Antibodi p24 yang terdeteksi pada seorang pasien bukan berarti antibodi yang mampu menetralisasi virus (Levinson dan Jawetz 2001). Hasil ELISA hanya dapat menyatakan kadar antibodi yang muncul tanpa melihat kemampuannya melakukan fungsi kekebalan. Penelitian ini tidak melihat kemampuan antibodi menetralisasi virus HIV-1. Untuk menghasilkan respon kebal humoral berupa antibodi yang mampu menetralisasi (anti-gp120) sangatlah sulit. Antibodi akan bersifat spesifik pada antigen dari strain virus yang digunakan untuk vaksin

sedangkan virus ini memiliki kemampuan mutasi yang luar biasa (Montefiori 2001).

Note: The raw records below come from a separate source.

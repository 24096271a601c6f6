use std::collections::HashMap;

use anyhow::{bail, Result};
use serde::{Deserialize, Serialize};
use serde_json::{Map, Value};

#[derive(Debug, thiserror::Error)]
#[error("invalid option: {0}")]
pub struct InvalidOption(pub String);

/// Options that require a backend restart when they change. Everything else
/// can be pushed to a live backend.
#[derive(Debug, Clone, PartialEq, Serialize, Deserialize)]
pub struct RunnerOptions {
    #[serde(rename = "numa")]
    pub use_numa: bool,
    pub num_ctx: i64,
    pub num_batch: i64,
    pub num_gqa: i64,
    pub num_gpu: i64,
    pub main_gpu: i64,
    pub low_vram: bool,
    pub f16_kv: bool,
    pub logits_all: bool,
    pub vocab_only: bool,
    pub use_mmap: bool,
    pub use_mlock: bool,
    pub embedding_only: bool,
    pub rope_frequency_base: f64,
    pub rope_frequency_scale: f64,
    pub num_thread: i64,
}

#[derive(Debug, Clone, PartialEq, Serialize, Deserialize)]
pub struct Options {
    #[serde(flatten)]
    pub runner: RunnerOptions,

    pub num_keep: i64,
    pub seed: i64,
    pub num_predict: i64,
    pub top_k: i64,
    pub top_p: f64,
    pub tfs_z: f64,
    pub typical_p: f64,
    pub repeat_last_n: i64,
    pub temperature: f64,
    pub repeat_penalty: f64,
    pub presence_penalty: f64,
    pub frequency_penalty: f64,
    pub mirostat: i64,
    pub mirostat_tau: f64,
    pub mirostat_eta: f64,
    pub penalize_newline: bool,
    pub stop: Vec<String>,
}

impl Default for Options {
    fn default() -> Self {
        Options {
            runner: RunnerOptions {
                use_numa: false,
                num_ctx: 2048,
                num_batch: 512,
                num_gqa: 1,
                num_gpu: -1,
                main_gpu: 0,
                low_vram: false,
                f16_kv: true,
                logits_all: false,
                vocab_only: false,
                use_mmap: true,
                use_mlock: false,
                embedding_only: false,
                rope_frequency_base: 10000.0,
                rope_frequency_scale: 1.0,
                num_thread: 0,
            },
            num_keep: -1,
            seed: -1,
            num_predict: 128,
            top_k: 40,
            top_p: 0.9,
            tfs_z: 1.0,
            typical_p: 1.0,
            repeat_last_n: 64,
            temperature: 0.8,
            repeat_penalty: 1.1,
            presence_penalty: 0.0,
            frequency_penalty: 0.0,
            mirostat: 0,
            mirostat_tau: 5.0,
            mirostat_eta: 0.1,
            penalize_newline: true,
            stop: Vec::new(),
        }
    }
}

impl Options {
    /// Overlays the known keys of `map` onto self. Unknown keys are ignored;
    /// a value of the wrong shape is a client error.
    pub fn from_map(&mut self, map: &HashMap<String, Value>) -> Result<()> {
        if map.is_empty() {
            return Ok(());
        }

        let mut merged = serde_json::to_value(&*self)?;
        let obj = merged.as_object_mut().expect("options serialize to an object");

        for (key, value) in map {
            let kind = match option_kind(key) {
                Some(k) => k,
                None => continue,
            };
            if !kind.accepts(value) {
                bail!(InvalidOption(format!("{} expects a {}", key, kind.name())));
            }
            let mut value = value.clone();
            if kind == OptionKind::StringSlice {
                if let Value::String(s) = &value {
                    value = Value::Array(vec![Value::String(s.clone())]);
                }
            }
            obj.insert(key.clone(), value);
        }

        *self = serde_json::from_value(merged)
            .map_err(|e| InvalidOption(e.to_string()))?;
        Ok(())
    }
}

#[derive(Debug, Clone, Copy, PartialEq, Eq)]
pub enum OptionKind {
    Float,
    Int,
    Bool,
    String,
    StringSlice,
}

impl OptionKind {
    fn name(self) -> &'static str {
        match self {
            OptionKind::Float => "number",
            OptionKind::Int => "integer",
            OptionKind::Bool => "boolean",
            OptionKind::String => "string",
            OptionKind::StringSlice => "array of strings",
        }
    }

    fn accepts(self, v: &Value) -> bool {
        match self {
            OptionKind::Float => v.is_number(),
            OptionKind::Int => v.as_i64().is_some(),
            OptionKind::Bool => v.is_boolean(),
            OptionKind::String => v.is_string(),
            OptionKind::StringSlice => {
                v.as_array().map(|a| a.iter().all(Value::is_string)).unwrap_or(false)
                    || v.is_string()
            }
        }
    }
}

/// Every valid option key and its wire type. This table is the single source
/// of truth for parameter coercion.
pub const OPTION_SCHEMA: &[(&str, OptionKind)] = &[
    ("numa", OptionKind::Bool),
    ("num_ctx", OptionKind::Int),
    ("num_batch", OptionKind::Int),
    ("num_gqa", OptionKind::Int),
    ("num_gpu", OptionKind::Int),
    ("main_gpu", OptionKind::Int),
    ("low_vram", OptionKind::Bool),
    ("f16_kv", OptionKind::Bool),
    ("logits_all", OptionKind::Bool),
    ("vocab_only", OptionKind::Bool),
    ("use_mmap", OptionKind::Bool),
    ("use_mlock", OptionKind::Bool),
    ("embedding_only", OptionKind::Bool),
    ("rope_frequency_base", OptionKind::Float),
    ("rope_frequency_scale", OptionKind::Float),
    ("num_thread", OptionKind::Int),
    ("num_keep", OptionKind::Int),
    ("seed", OptionKind::Int),
    ("num_predict", OptionKind::Int),
    ("top_k", OptionKind::Int),
    ("top_p", OptionKind::Float),
    ("tfs_z", OptionKind::Float),
    ("typical_p", OptionKind::Float),
    ("repeat_last_n", OptionKind::Int),
    ("temperature", OptionKind::Float),
    ("repeat_penalty", OptionKind::Float),
    ("presence_penalty", OptionKind::Float),
    ("frequency_penalty", OptionKind::Float),
    ("mirostat", OptionKind::Int),
    ("mirostat_tau", OptionKind::Float),
    ("mirostat_eta", OptionKind::Float),
    ("penalize_newline", OptionKind::Bool),
    ("stop", OptionKind::StringSlice),
];

pub fn option_kind(key: &str) -> Option<OptionKind> {
    OPTION_SCHEMA.iter().find(|(k, _)| *k == key).map(|(_, kind)| *kind)
}

/// Coerces raw `PARAMETER key value` strings to their typed form for the
/// params layer. Repeated keys accumulate only for slice-typed options;
/// otherwise the first value wins. Unknown keys are dropped.
pub fn format_params(params: &HashMap<String, Vec<String>>) -> Result<Map<String, Value>> {
    let mut out = Map::new();

    for (key, vals) in params {
        let kind = match option_kind(key) {
            Some(k) => k,
            None => continue,
        };
        let first = vals.first().map(String::as_str).unwrap_or("");

        let value = match kind {
            OptionKind::Float => {
                let f: f64 = first.parse().map_err(|_| anyhow::anyhow!("invalid float value {:?}", vals))?;
                Value::from(f)
            }
            OptionKind::Int => {
                let n: i64 = first.parse().map_err(|_| anyhow::anyhow!("invalid int value {:?}", vals))?;
                Value::from(n)
            }
            OptionKind::Bool => {
                let b: bool = first.parse().map_err(|_| anyhow::anyhow!("invalid bool value {:?}", vals))?;
                Value::from(b)
            }
            OptionKind::String => Value::from(first.to_string()),
            OptionKind::StringSlice => Value::from(vals.clone()),
        };

        out.insert(key.clone(), value);
    }

    Ok(out)
}
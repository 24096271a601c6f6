pub mod modelfile;

pub use modelfile::{parse, Command};
use std::fs::{self, OpenOptions};
use std::io::Write;
use std::path::PathBuf;

use anyhow::{Context, Result};
use futures::StreamExt;
use reqwest::header::{HeaderMap, HeaderValue, RANGE};
use reqwest::{Client, Method, StatusCode};

use crate::api::{ProgressFn, ProgressResponse};
use crate::layers::Layer;
use crate::modelpath::ModelPath;
use crate::models::ModelManager;

use super::{blob_url, make_request_with_retry, RegistryOptions};

fn short_digest(digest: &str) -> &str {
    digest.get(7..19).unwrap_or(digest)
}

fn partial_path(manager: &ModelManager, digest: &str) -> PathBuf {
    let path = manager.blob_path(digest);
    PathBuf::from(format!("{}-partial", path.display()))
}

/// Downloads one blob with HTTP ranges. Progress survives interruption: the
/// `-partial` file's length is the resume offset, so a retry continues where
/// the last attempt stopped.
pub async fn download_blob(
    client: &Client,
    manager: &ModelManager,
    mp: &ModelPath,
    layer: &Layer,
    reg_opts: &mut RegistryOptions,
    progress: &ProgressFn,
) -> Result<()> {
    let digest = &layer.digest;
    let target = manager.blob_path(digest);

    if target.exists() {
        progress(ProgressResponse {
            status: format!("downloading {}", short_digest(digest)),
            digest: Some(digest.clone()),
            total: Some(layer.size),
            completed: Some(layer.size),
        });
        return Ok(());
    }

    let partial = partial_path(manager, digest);
    let mut offset = fs::metadata(&partial).map(|m| m.len()).unwrap_or(0);

    let mut headers = HeaderMap::new();
    if offset > 0 {
        headers.insert(
            RANGE,
            HeaderValue::from_str(&format!("bytes={}-", offset)).expect("valid range header"),
        );
    }

    let resp = make_request_with_retry(client, Method::GET, &blob_url(mp, digest), headers, None, reg_opts)
        .await
        .with_context(|| format!("downloading {}", digest))?;

    // a server that ignored the range restarts the transfer
    let mut file = if offset > 0 && resp.status() != StatusCode::PARTIAL_CONTENT {
        offset = 0;
        OpenOptions::new().write(true).create(true).truncate(true).open(&partial)?
    } else {
        OpenOptions::new().append(true).create(true).open(&partial)?
    };

    let total = offset + resp.content_length().unwrap_or(layer.size.saturating_sub(offset));
    let mut completed = offset;

    let mut stream = resp.bytes_stream();
    while let Some(chunk) = stream.next().await {
        let chunk = chunk?;
        file.write_all(&chunk)?;
        completed += chunk.len() as u64;

        progress(ProgressResponse {
            status: format!("downloading {}", short_digest(digest)),
            digest: Some(digest.clone()),
            total: Some(total),
            completed: Some(completed),
        });
    }

    file.flush()?;
    file.sync_all()?;
    drop(file);

    fs::rename(&partial, &target)?;
    Ok(())
}
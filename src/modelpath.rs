use std::path::PathBuf;

pub const DEFAULT_REGISTRY: &str = "registry.ollama.ai";
pub const DEFAULT_NAMESPACE: &str = "library";
pub const DEFAULT_TAG: &str = "latest";
pub const DEFAULT_PROTOCOL_SCHEME: &str = "https";

/// Canonical form of a model reference: `[scheme://][host/][namespace/]repo[:tag]`.
#[derive(Debug, Clone, PartialEq, Eq)]
pub struct ModelPath {
    pub protocol_scheme: String,
    pub registry: String,
    pub namespace: String,
    pub repository: String,
    pub tag: String,
}

impl ModelPath {
    /// Parses a user-supplied reference, filling in defaults for any
    /// component that is missing. Parsing never fails; an empty name yields
    /// an empty repository, which downstream path lookups reject.
    pub fn parse(name: &str) -> Self {
        let mut mp = ModelPath {
            protocol_scheme: DEFAULT_PROTOCOL_SCHEME.to_string(),
            registry: DEFAULT_REGISTRY.to_string(),
            namespace: DEFAULT_NAMESPACE.to_string(),
            repository: String::new(),
            tag: DEFAULT_TAG.to_string(),
        };

        let mut rest = name;
        if let Some((scheme, after)) = rest.split_once("://") {
            mp.protocol_scheme = scheme.to_string();
            rest = after;
        }

        let parts: Vec<&str> = rest.split('/').collect();
        match parts.len() {
            3 => {
                mp.registry = parts[0].to_string();
                mp.namespace = parts[1].to_string();
                mp.repository = parts[2].to_string();
            }
            2 => {
                mp.namespace = parts[0].to_string();
                mp.repository = parts[1].to_string();
            }
            1 => {
                mp.repository = parts[0].to_string();
            }
            _ => {
                mp.repository = rest.to_string();
            }
        }

        if let Some(idx) = mp.repository.find(':') {
            let tag = mp.repository[idx + 1..].to_string();
            mp.repository.truncate(idx);
            if !tag.is_empty() {
                mp.tag = tag;
            }
        }

        mp
    }

    pub fn namespace_repository(&self) -> String {
        format!("{}/{}", self.namespace, self.repository)
    }

    pub fn full_tagname(&self) -> String {
        format!("{}/{}/{}:{}", self.registry, self.namespace, self.repository, self.tag)
    }

    /// Shortest unambiguous name: default registry and namespace are elided.
    pub fn short_tagname(&self) -> String {
        if self.registry != DEFAULT_REGISTRY {
            return self.full_tagname();
        }

        if self.namespace != DEFAULT_NAMESPACE {
            return format!("{}/{}:{}", self.namespace, self.repository, self.tag);
        }

        format!("{}:{}", self.repository, self.tag)
    }

    pub fn base_url(&self) -> String {
        format!("{}://{}", self.protocol_scheme, self.registry)
    }

    /// Path of this reference's manifest relative to the manifests root.
    pub fn manifest_rel_path(&self) -> PathBuf {
        PathBuf::from(&self.registry)
            .join(&self.namespace)
            .join(&self.repository)
            .join(&self.tag)
    }
}

#[cfg(test)]
mod tests {
    use super::*;

    #[test]
    fn parse_repo_only() {
        let mp = ModelPath::parse("mistral");
        assert_eq!(mp.registry, DEFAULT_REGISTRY);
        assert_eq!(mp.namespace, "library");
        assert_eq!(mp.repository, "mistral");
        assert_eq!(mp.tag, "latest");
        assert_eq!(mp.protocol_scheme, "https");
    }

    #[test]
    fn parse_with_tag_and_namespace() {
        let mp = ModelPath::parse("jmorgan/mistral:7b-q4");
        assert_eq!(mp.namespace, "jmorgan");
        assert_eq!(mp.repository, "mistral");
        assert_eq!(mp.tag, "7b-q4");
        assert_eq!(mp.short_tagname(), "jmorgan/mistral:7b-q4");
    }

    #[test]
    fn parse_full_reference() {
        let mp = ModelPath::parse("http://localhost:5000/library/llama2:latest");
        assert_eq!(mp.protocol_scheme, "http");
        assert_eq!(mp.registry, "localhost:5000");
        assert_eq!(mp.full_tagname(), "localhost:5000/library/llama2:latest");
        // non-default registry keeps the full form
        assert_eq!(mp.short_tagname(), "localhost:5000/library/llama2:latest");
    }

    #[test]
    fn short_tagname_elides_defaults() {
        let mp = ModelPath::parse("registry.ollama.ai/library/llama2:13b");
        assert_eq!(mp.short_tagname(), "llama2:13b");
    }

    #[test]
    fn empty_trailing_tag_keeps_default() {
        let mp = ModelPath::parse("llama2:");
        assert_eq!(mp.tag, "latest");
    }

    #[test]
    fn equality_is_structural() {
        assert_eq!(ModelPath::parse("llama2"), ModelPath::parse("registry.ollama.ai/library/llama2:latest"));
    }

    #[test]
    fn manifest_rel_path_components() {
        let mp = ModelPath::parse("llama2:7b");
        assert_eq!(
            mp.manifest_rel_path(),
            PathBuf::from("registry.ollama.ai/library/llama2/7b")
        );
    }
}
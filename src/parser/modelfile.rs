use anyhow::{bail, Result};
use serde::{Deserialize, Serialize};
use std::io::BufRead;

/// One Modelfile directive. `FROM` is normalized to `model` (the name the
/// builder dispatches on) and `PARAMETER key value` to a command named after
/// the parameter key.
#[derive(Debug, Clone, Serialize, Deserialize)]
pub struct Command {
    pub name: String,
    pub args: String,
}

/// Parses a Modelfile into its ordered command list.
///
/// The syntax is line oriented: `COMMAND args`, `#` comments, and
/// triple-quoted (`"""`) arguments that may span lines.
pub fn parse<R: BufRead>(reader: R) -> Result<Vec<Command>> {
    let mut commands = Vec::new();
    let mut multiline: Option<Command> = None;

    for line_result in reader.lines() {
        let line = line_result?;

        if let Some(mut cmd) = multiline.take() {
            if let Some(end) = line.find(r#"""""#) {
                cmd.args.push('\n');
                cmd.args.push_str(&line[..end]);
                commands.push(cmd);
            } else {
                cmd.args.push('\n');
                cmd.args.push_str(&line);
                multiline = Some(cmd);
            }
            continue;
        }

        let trimmed = line.trim();
        if trimmed.is_empty() || trimmed.starts_with('#') {
            continue;
        }

        let (keyword, rest) = split_command(trimmed);
        let (name, args) = match keyword.to_lowercase().as_str() {
            "from" => ("model".to_string(), rest),
            "parameter" => {
                let (key, value) = split_command(rest);
                if key.is_empty() {
                    bail!("missing parameter name");
                }
                (key.to_lowercase(), value)
            }
            k @ ("model" | "adapter" | "license" | "template" | "system" | "embed") => (k.to_string(), rest),
            _ => bail!(
                "command must be one of \"from\", \"license\", \"template\", \"system\", \"adapter\", \"parameter\""
            ),
        };

        if let Some(body) = args.strip_prefix(r#"""""#) {
            if let Some(end) = body.find(r#"""""#) {
                commands.push(Command { name, args: body[..end].to_string() });
            } else {
                multiline = Some(Command { name, args: body.to_string() });
            }
            continue;
        }

        commands.push(Command {
            name,
            args: unquote(args).to_string(),
        });
    }

    if let Some(cmd) = multiline {
        bail!("unterminated multiline argument for {}", cmd.name.to_uppercase());
    }

    Ok(commands)
}

fn split_command(line: &str) -> (&str, &str) {
    let mut parts = line.splitn(2, char::is_whitespace);
    let name = parts.next().unwrap_or("");
    let args = parts.next().unwrap_or("").trim();
    (name, args)
}

fn unquote(s: &str) -> &str {
    if s.len() >= 2 && s.starts_with('"') && s.ends_with('"') && !s.starts_with(r#"""""#) {
        &s[1..s.len() - 1]
    } else {
        s
    }
}
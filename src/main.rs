use clap::{Parser, Subcommand};
use std::process;
use tracing_subscriber::EnvFilter;

#[derive(Parser)]
#[command(name = "ollama")]
#[command(version)]
#[command(about = "Run large language models locally", long_about = None)]
struct Cli {
    #[command(subcommand)]
    command: Commands,
}

#[derive(Subcommand)]
enum Commands {
    /// Start the API server
    Serve,
    Version,
}

#[tokio::main]
async fn main() {
    tracing_subscriber::fmt()
        .with_env_filter(EnvFilter::try_from_default_env().unwrap_or_else(|_| EnvFilter::new("info")))
        .init();

    let cli = Cli::parse();

    let result = match cli.command {
        Commands::Serve => ollama::server::serve().await,
        Commands::Version => {
            println!("ollama version {}", env!("CARGO_PKG_VERSION"));
            Ok(())
        }
    };

    if let Err(err) = result {
        eprintln!("Error: {}", err);
        process::exit(1);
    }
}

Vaksin DNA HIV-1 dikembangkan dengan fokus untuk menghasilkan respon kebal seluler yang diharapkan akan lebih efektif memberikan proteksi terhadap infeksi HIV. Penelitian ini merupakan bagian dari penelitian oleh Pamungkas (2005) dan dalam studinya ditemukan bahwa vaksinasi DNA HIV-1 dan booster rFPV-HIV menghasilkan respon kebal seluler spesifik terhadap

protein gag HIV-1, yang meningkat pada satu minggu pasca booster pertama dengan rFPV. Pada penelitian Kent et al. (1998) menggunakan hewan coba tikus,

vaksinasi priming dengan DNA HIV-1 dan boosting dengan rFPV-HIV merupakan

usaha imunisasi yang menginduksi respon kebal seluler (Cytotoxic

Maka menjadi suatu hal yang menarik bahwa ternyata pada vaksinasi DNA HIV-1 metode prime/boost menggunakan hewan coba Macaca, respo n kebal humoral

juga terjadi dengan kadar antibodi yang meningkat pasca booster kedua.

Proses vaksin DNA menginduksi respon kebal di dalam tubuh dijelaskan dalam Gurunathan et al. (2000) dan Simmonds et al. (1996) sebagai berikut.

Plasmid DNA yang diinsersi DNA virus masuk ke dalam tubuh dan melakukan transfeksi pada sel inang. Di dalam sel, protein asing yang terbentuk akan dipecah menjadi peptida-peptida yang kemudian dipaparkan bersama MHC. Jika suatu protein asing muncul dari dalam sel inang, maka protein tersebut akan masuk ke jalur MHC kelas I. Jalur ini menginduksi respon kebal seluler berupa aktivasi CTL yang spesifik terhadap protein antigen. Sebaliknya, respon kebal humoral berupa pembentukan antibodi muncul jika protein asing yang eksogen masuk ke dalam sel inang melalui proses endositosis atau fagositosis, kemudian masuk jalur MHC kelas II sel inang. Respon kebal yang muncul tergantung dari pemaparan antigen di dalam tubuh inang. Transfeksi DNA virus pada sel somatis akan mengaktifkan kekebalan dengan mediasi MHC kelas I. Jika protein virus yang terbentuk keluar dari sel somatis dan ditangkap oleh Antigen Presenting

Cells (APC) maka akan dipaparkan bersama MHC kelas I maupun II. Demikian

pula jika transfeksi langsung terjadi pada APC maka akan mengaktifkan jalur respon kebal yang melibatkan MHC kelas I dan kelas II.

Vaksinasi dengan DNA HIV-1 dan booster menggunakan rFPV-HIV dalam

rangkaian studi ini terbukti mampu menginduksi respon kebal humoral dan juga seluler dengan terdeteksi adanya respon antibodi serta peningkatan jumlah limfosit setelah vaksinasi. Namun, belum dapat dipastikan vaksin akan mampu memproteksi hewan bila dilakukan uji tantang. Data yang diperoleh dari penelitian ini dapat menjadi tambahan bukti mengenai kemampuan vaksin DNA dalam menginduksi respon kebal terhadap HIV-1.